While cryptocurrencies can be a lucrative opportunity for investors looking to make huge profits, there is a substantial risk involved in this kind of investment/trading, especially for new investors who have little idea about how cryptocurrencies work.

Cryptocurrencies are highly volatile assets, especially because they are not regulated or governed by centralized entities and generally have no physical assets to back their values. Moreover, the risk of a new cryptocurrency turning out to be a scam is quite high these days, which is why all investors must do their due diligence before investing in cryptocurrencies. Here are a few things to get you started.

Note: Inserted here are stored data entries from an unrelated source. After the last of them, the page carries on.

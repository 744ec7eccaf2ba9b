//! Processing statistics.

use crate::error::RenderFailure;

/// What a processing pass did.
#[derive(Debug, Clone, Default, PartialEq, Eq)]
pub struct ProcessReport {
    /// Math blocks replaced
    pub math_blocks: usize,

    /// Math blocks left alone (unknown style or empty content)
    pub skipped_blocks: usize,

    /// Text spans scanned for inline macros
    pub spans_scanned: usize,

    /// Text spans rewritten
    pub spans_rewritten: usize,

    /// Inline equations substituted
    pub inline_equations: usize,

    /// Escaped occurrences unescaped
    pub escaped: usize,

    /// Nested documents processed
    pub nested_documents: usize,

    /// Artifact files written
    pub files_written: usize,

    /// Equations that failed to render
    pub failures: Vec<RenderFailure>,
}

impl ProcessReport {
    /// Create an empty report.
    pub fn new() -> Self {
        Self::default()
    }

    /// Total equations substituted.
    pub fn equations(&self) -> usize {
        self.math_blocks + self.inline_equations
    }

    /// Whether any equation failed.
    pub fn has_failures(&self) -> bool {
        !self.failures.is_empty()
    }

    /// Record a failed equation.
    pub fn add_failure(&mut self, failure: RenderFailure) {
        log::warn!("Skipping equation {}", failure);
        self.failures.push(failure);
    }
}

impl std::fmt::Display for ProcessReport {
    fn fmt(&self, f: &mut std::fmt::Formatter<'_>) -> std::fmt::Result {
        write!(
            f,
            "{} block(s), {} inline equation(s) in {} of {} span(s), {} file(s) written",
            self.math_blocks,
            self.inline_equations,
            self.spans_rewritten,
            self.spans_scanned,
            self.files_written
        )?;
        if self.nested_documents > 0 {
            write!(f, ", {} nested document(s)", self.nested_documents)?;
        }
        if self.has_failures() {
            write!(f, ", {} failed", self.failures.len())?;
        }
        Ok(())
    }
}
//! Error types for run-scorer
//!
//! Every failure aborts the current call. Messages name the file, group or
//! value involved so a broken report can be fixed without a debugger.

use std::path::PathBuf;

use thiserror::Error;

/// Result type alias
pub type Result<T> = std::result::Result<T, Error>;

/// run-scorer error types
#[derive(Error, Debug)]
pub enum Error {
    /// A score was added whose metric differs from the scorer's metric
    #[error("Metric mismatch: scorer tracks '{expected}', score for '{experiment}' uses '{found}'")]
    MetricMismatch {
        /// Metric configured on the scorer
        expected: String,
        /// Metric of the rejected score
        found: String,
        /// Experiment the rejected score belongs to
        experiment: String,
    },

    /// No row in a checkpoint CSV names the expected model
    #[error("No row for model '{model}' in {}", .file.display())]
    MissingModelRow {
        /// Model key searched for (`models/<experiment>/<time>.pt`)
        model: String,
        /// Checkpoint file that was searched
        file: PathBuf,
    },

    /// A checkpoint CSV lacks a required column
    #[error("Column '{column}' not found in {}", .file.display())]
    MissingColumn {
        /// Missing column name
        column: String,
        /// Offending checkpoint file
        file: PathBuf,
    },

    /// Checkpoint file name is not an integer training step
    #[error("Invalid checkpoint file name: {}\nExpected '<time>.csv' with an integer time", .0.display())]
    InvalidCheckpoint(PathBuf),

    /// Two checkpoint files map to the same training step
    #[error("Duplicate checkpoint time {time} in {}", .dir.display())]
    DuplicateCheckpoint {
        /// Repeated training step
        time: i64,
        /// Experiment directory
        dir: PathBuf,
    },

    /// Metric cell could not be parsed as a number
    #[error("Invalid score '{value}' for model '{model}' in {}", .file.display())]
    InvalidScore {
        /// Raw cell content
        value: String,
        /// Model key of the row
        model: String,
        /// Checkpoint file
        file: PathBuf,
    },

    /// Averaging or drawing was requested without any scores
    #[error("No scores added: nothing to average")]
    NoScores,

    /// Merged table still has gaps after averaging
    #[error("Missing values in scores detected for group '{group}' ({missing} rows). Probably interpolation failed.")]
    MissingValues {
        /// First group with a gap
        group: String,
        /// Number of null rows in that group
        missing: usize,
    },

    /// Unrecognised chart color specification
    #[error("Invalid color '{0}': expected C0..C9 or #rrggbb")]
    InvalidColor(String),

    /// Plotting backend failure
    #[error("Plot error: {0}")]
    Plot(String),

    /// Report manifest is inconsistent
    #[error("Config error: {0}")]
    Config(String),

    /// IO error
    #[error("IO error: {0}")]
    Io(#[from] std::io::Error),

    /// CSV read/write error
    #[error("CSV error: {0}")]
    Csv(#[from] csv::Error),

    /// Arrow error
    #[error("Arrow error: {0}")]
    Arrow(#[from] arrow::error::ArrowError),

    /// JSON manifest error
    #[error("JSON error: {0}")]
    Json(#[from] serde_json::Error),

    /// Generic error
    #[error("{0}")]
    Other(String),
}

Not all cryptocurrencies have a real value

In fact, most of the digital currencies out there are exactly that - virtual currencies with no real physical value. The value of these cryptocurrencies is purely driven by user sentiment and market demand. So, be very careful when you select cryptocurrencies for investment.

Stablecoins are a good alternative for people looking to invest in low-risk cryptocurrencies. Mr Mint, for example, is an asset-backed token - a mining token whose value is backed by real physical assets and carries significantly lower risk than many other cryptocurrencies.

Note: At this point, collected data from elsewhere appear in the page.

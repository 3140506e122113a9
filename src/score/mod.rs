//! Per-experiment scores
//!
//! A [`Score`] is one experiment's metric curve, tagged with the group it
//! is averaged into.
//!
//! ## Directory Layout
//!
//! ```text
//! <experiments_path>/<directory>/<runs>/<experiment>/
//!     0.csv      name,trueskill,...
//!     500.csv    models/<experiment>/500.pt,24.1,...
//!     1000.csv
//! ```
//!
//! ## Usage
//!
//! ```rust,no_run
//! use run_scorer::score::{Score, ScoreSource};
//!
//! let source = ScoreSource::new().experiments_path("../experiments");
//! let score = Score::load("ppo-seed-1", "ppo", &source)?;
//! println!("{} checkpoints", score.series().len());
//! # Ok::<(), run_scorer::Error>(())
//! ```

mod loader;
mod source;

pub use loader::{load_series, model_key, read_checkpoint_score, NAME_COLUMN};
pub use source::{ScoreSource, DEFAULT_METRIC};

use tracing::{info, warn};

use crate::series::ScoreSeries;
use crate::Result;

/// One experiment's score series for a single metric.
///
/// Built once from disk (or from an existing series) and immutable
/// afterwards.
#[derive(Debug, Clone, PartialEq)]
pub struct Score {
    experiment: String,
    group: String,
    metric: String,
    series: ScoreSeries,
}

impl Score {
    /// Load an experiment's checkpoint scores from `source`.
    ///
    /// # Errors
    ///
    /// Returns error if the experiment directory or any checkpoint CSV
    /// cannot be read; see [`load_series`].
    pub fn load(
        experiment: impl Into<String>,
        group: impl Into<String>,
        source: &ScoreSource,
    ) -> Result<Self> {
        let experiment = experiment.into();
        let dir = source.experiment_dir(&experiment);
        let series = load_series(&dir, &experiment, source.metric_name())?;

        if series.is_empty() {
            warn!(%experiment, dir = %dir.display(), "no checkpoint files found");
        }
        info!(%experiment, points = series.len(), metric = source.metric_name(), "loaded score");

        Ok(Self {
            experiment,
            group: group.into(),
            metric: source.metric_name().to_string(),
            series,
        })
    }

    /// Wrap an already computed series.
    #[must_use]
    pub fn from_series(
        experiment: impl Into<String>,
        group: impl Into<String>,
        metric: impl Into<String>,
        series: ScoreSeries,
    ) -> Self {
        Self {
            experiment: experiment.into(),
            group: group.into(),
            metric: metric.into(),
            series,
        }
    }

    /// Get the experiment name.
    #[must_use]
    pub fn experiment(&self) -> &str {
        &self.experiment
    }

    /// Get the group this score is averaged into.
    #[must_use]
    pub fn group(&self) -> &str {
        &self.group
    }

    /// Get the metric name.
    #[must_use]
    pub fn metric(&self) -> &str {
        &self.metric
    }

    /// Get the score series, ascending by time.
    #[must_use]
    pub const fn series(&self) -> &ScoreSeries {
        &self.series
    }
}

Crypto markets are always operational

Unlike traditional markets that operate under fixed timings and generally on weekdays, crypto markets are always operational, 24 hours a day, 7 days a week and all days of the year. This is a good thing because it means you can trade digital currencies at any time and “buy the dip” as and when it happens rather than having to wait for the market to open the next day.

Cryptocurrencies are not legal everywhere

There are countries like El Salvador that have accepted bitcoin as a legal currency or medium for payments. Then there are countries that have outrightly banned cryptocurrencies and do not support the use and trading of these digital currencies. So, make sure to find out whether your country allows crypto trading and what your options are. For example, depending on your location, you may or may not be allowed to buy crypto using fiat money.

Beware of Scammers

Cryptocurrencies and ICOs (Initial coin offerings) have very soon become a very popular means for startups and companies looking to raise funds for their projects. This has also attracted many scammers who try to leverage this fundraising tool to loot investors through ponzi schemes. So, be aware of such scam projects and avoid investing in cryptocurrencies that seem too good to be true.

Have an investment strategy

An ideal investor would always have an investment strategy in place. This should include things like how much money you can safely invest, how much risk you can take, when you should exit, etc. Setting a limit order on your crypto trades is another good part of an investment strategy. Also, try and diversify your portfolio across multiple asset classes, including cryptocurrencies, equity and debt to avoid losing all your money when one asset class fails to perform.

Do your own research

Everybody knows it, but most investors still fail to do adequate research before jumping into the crypto-wagon, and as a result, they end up either losing all their money or being scammed in a ponzi scheme. Cryptocurrencies are an extremely risky asset class, and one should always research and invest in good, valid & genuine projects.